What are the pros and cons (especially scenic) on the two routes between Toronto and Montreal (via Ottawa or direct?) Which would you recommend?


----------



## gaspeamtrak (May 28, 2014)

Just completed a circle trip on this route on Monday May 26 , 2014! I took train # 50 to Montreal via Ottawa and had 2:20 minute layover in Montreal and took # 67 back to Toronto direct through Cornwall bypassing Ottawa.

The scenery on both routes is not really great. a lot of trees and fields  . Leaving Toronto and Montreal is quite interesting.

Here is a tip for you go first class go at least one way through Ottawa or both ways. Some times it's cheaper to go via Ottawa than direct to Montreal! You maybe able to save $50 to $100 doing this.

It takes anywhere from 1:15 to 1:30 longer but is well worth it!

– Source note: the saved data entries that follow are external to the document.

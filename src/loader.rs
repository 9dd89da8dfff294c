use crate::error::{ActivationError, ExtractError, LoadError};
use crate::pagination::next_control::{ClickTarget, NextControl};
use async_trait::async_trait;
use fantoccini::{Client, ClientBuilder, Locator};
use std::time::Duration;
use tokio::time::sleep;
use url::Url;

/// Fixed wait after the initial load settle, on top of the configured
/// wait_time
const EXTRA_LOAD_WAIT: Duration = Duration::from_secs(3);

/// Wait after scrolling, for lazy-loaded content to arrive
const LAZY_CONTENT_WAIT: Duration = Duration::from_secs(2);

/// Wait after an activation before re-reading the page
const POST_ACTIVATION_WAIT: Duration = Duration::from_secs(1);

/// Upper bound on waiting for a vendor loading indicator to clear
const LOADING_INDICATOR_TIMEOUT: Duration = Duration::from_secs(10);

/// Upper bound on waiting for the vendor content template to appear
const TEMPLATE_TIMEOUT: Duration = Duration::from_secs(5);

/// Poll interval for indicator waits
const POLL_INTERVAL: Duration = Duration::from_millis(250);

/// One page-load capability: HTML for a URL, or a load failure.
///
/// Render-backed and plain-fetch loading are interchangeable behind this
/// trait; which one a session uses is configuration, not type.
#[async_trait]
pub trait PageLoader: Send {
    async fn load(&mut self, url: &Url) -> Result<String, LoadError>;
}

/// JS-capable loader owning one live WebDriver session.
///
/// The same session persists across control-driven iterations: navigation,
/// snapshots, clicks and scrolls all address the one rendered page.
pub struct RenderSession {
    client: Client,
    wait_time: Duration,
}

impl RenderSession {
    /// Connect a new WebDriver session
    pub async fn connect(webdriver_url: &str, wait_time: Duration) -> Result<Self, ExtractError> {
        match ClientBuilder::native().connect(webdriver_url).await {
            Ok(client) => {
                ::log::debug!("connected to WebDriver at {}", webdriver_url);
                Ok(Self { client, wait_time })
            }
            Err(e) => Err(ExtractError::Session {
                url: webdriver_url.to_string(),
                reason: e.to_string(),
            }),
        }
    }

    /// Navigate to a URL and wait for dynamic content: configured wait, a
    /// fixed extra wait, then a scroll to the bottom to trigger lazy loading
    pub async fn goto_and_settle(&mut self, url: &str) -> Result<(), LoadError> {
        self.client.goto(url).await?;
        sleep(self.wait_time).await;
        sleep(EXTRA_LOAD_WAIT).await;
        self.scroll_to_bottom().await?;
        sleep(LAZY_CONTENT_WAIT).await;
        Ok(())
    }

    /// Current markup of the live page
    pub async fn snapshot(&mut self) -> Result<String, LoadError> {
        Ok(self.client.source().await?)
    }

    /// Scroll to the bottom of the page
    pub async fn scroll_to_bottom(&mut self) -> Result<(), LoadError> {
        self.client
            .execute("window.scrollTo(0, document.body.scrollHeight)", vec![])
            .await?;
        Ok(())
    }

    /// Trigger a located next control, trying its click targets in order.
    ///
    /// Fails only when no target could be found and clicked.
    pub async fn click_control(&mut self, control: &NextControl) -> Result<(), ActivationError> {
        for target in control.click_targets() {
            let locator = match &target {
                ClickTarget::Css(css) => Locator::Css(css.as_str()),
                ClickTarget::LinkText(text) => Locator::LinkText(text.as_str()),
            };
            if let Ok(element) = self.client.find(locator).await {
                match element.click().await {
                    Ok(()) => {
                        ::log::debug!("clicked next control via {:?}", target);
                        return Ok(());
                    }
                    Err(e) => {
                        ::log::debug!("click via {:?} failed: {}", target, e);
                    }
                }
            }
        }
        Err(ActivationError::NoTargetMatched)
    }

    /// Wait out the page transition after an activation: let any vendor
    /// loading indicator clear, apply the fixed delays, then scroll for
    /// lazy content
    pub async fn settle_after_activation(&mut self) -> Result<(), LoadError> {
        self.wait_until_gone(".facetwp-loading", LOADING_INDICATOR_TIMEOUT)
            .await;
        sleep(self.wait_time).await;
        sleep(EXTRA_LOAD_WAIT).await;
        self.wait_until_present(".facetwp-template", TEMPLATE_TIMEOUT)
            .await;
        sleep(POST_ACTIVATION_WAIT).await;
        self.scroll_to_bottom().await?;
        sleep(LAZY_CONTENT_WAIT).await;
        Ok(())
    }

    /// Poll until no element matches `css` or the timeout passes. Pages
    /// without the indicator fall through after the timeout.
    async fn wait_until_gone(&mut self, css: &str, timeout: Duration) {
        let deadline = tokio::time::Instant::now() + timeout;
        while tokio::time::Instant::now() < deadline {
            if self.client.find(Locator::Css(css)).await.is_err() {
                return;
            }
            sleep(POLL_INTERVAL).await;
        }
    }

    /// Poll until an element matches `css` or the timeout passes
    async fn wait_until_present(&mut self, css: &str, timeout: Duration) {
        let deadline = tokio::time::Instant::now() + timeout;
        while tokio::time::Instant::now() < deadline {
            if self.client.find(Locator::Css(css)).await.is_ok() {
                return;
            }
            sleep(POLL_INTERVAL).await;
        }
    }

    /// Close the underlying WebDriver session
    pub async fn close(self) {
        if let Err(e) = self.client.close().await {
            ::log::warn!("failed to close WebDriver session: {}", e);
        }
    }
}

#[async_trait]
impl PageLoader for RenderSession {
    async fn load(&mut self, url: &Url) -> Result<String, LoadError> {
        ::log::debug!("loading {} with JS rendering", url);
        self.goto_and_settle(url.as_str()).await?;
        self.snapshot().await
    }
}

/// Plain HTTP loader for pages that need no JS rendering.
pub struct HttpFetcher {
    client: reqwest::Client,
}

impl HttpFetcher {
    /// Build a fetcher with browser-like request headers
    pub fn new() -> Result<Self, LoadError> {
        let mut headers = reqwest::header::HeaderMap::new();
        headers.insert(
            reqwest::header::ACCEPT,
            reqwest::header::HeaderValue::from_static(
                "text/html,application/xhtml+xml,application/xml;q=0.9,*/*;q=0.8",
            ),
        );
        headers.insert(
            reqwest::header::ACCEPT_LANGUAGE,
            reqwest::header::HeaderValue::from_static("en-US,en;q=0.9"),
        );

        let client = reqwest::Client::builder()
            .user_agent(
                "Mozilla/5.0 (Macintosh; Intel Mac OS X 10_15_7) AppleWebKit/537.36 \
                 (KHTML, like Gecko) Chrome/120.0.0.0 Safari/537.36",
            )
            .default_headers(headers)
            .danger_accept_invalid_certs(true)
            .timeout(Duration::from_secs(30))
            .build()?;
        Ok(Self { client })
    }
}

#[async_trait]
impl PageLoader for HttpFetcher {
    async fn load(&mut self, url: &Url) -> Result<String, LoadError> {
        ::log::debug!("loading {} with plain HTTP request", url);
        let response = self
            .client
            .get(url.as_str())
            .send()
            .await?
            .error_for_status()?;
        let body = response.text().await?;
        if body.is_empty() {
            return Err(LoadError::EmptyBody(url.to_string()));
        }
        Ok(body)
    }
}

I was served breakfast on train # 50 and when we left Ottawa I also got lunch!    too! They also serve in wine with lunch and coming back I had 2 shots of scotch, more wine for lunch and another scotch finishing up with a shot of Irish Cream!  I did all of this on $201.00, taxes included!

I booked this on March 11/14. The fares are always changing so keep checking every day. By the way the first class cars that are refurbished have 2-1 seating and are really nice..

Have a great trip if you go!


----------



## NS VIA Fan (May 28, 2014)

Since you are posting here…..I’m assuming you are a railfan so I’d go with the routing via Ottawa for the longer ride. Scenery-wise…..it’s about the same…..rolling farm land and wood-lots. You’ll see some of the city of Ottawa and cross the historic Rideau Canal in a couple of places.

From Brockville (where the routes split) east to Montreal on the mainline you will get a couple of glimpses of the river but most of the line to where the routes rejoin at Coteau du Lac was relocated inland when the St. Lawrence Seaway was constructed.

And do try Business Class (VIA-1) and you might get one of the rebuilt LRC cars with 2+1 seating. VIA Business Class is similar to Acela First Class on Amtrak and includes hot meals with beer/wine/liquor.


----------



## NorthShore (May 28, 2014)

Is it at all possible to see any of the "Thousand Islands" along either route?


----------



## NS VIA Fan (May 28, 2014)

NorthShore said:


> Is it at all possible to see any of the "Thousand Islands" along either route?


No, the CN Kingston Subdivision is parallel to the river but always a mile or two inland. There will be some glimpses of Lake Ontario on the western end…..then a couple of river crossings onto Ile Parrot and Montreal Island.


----------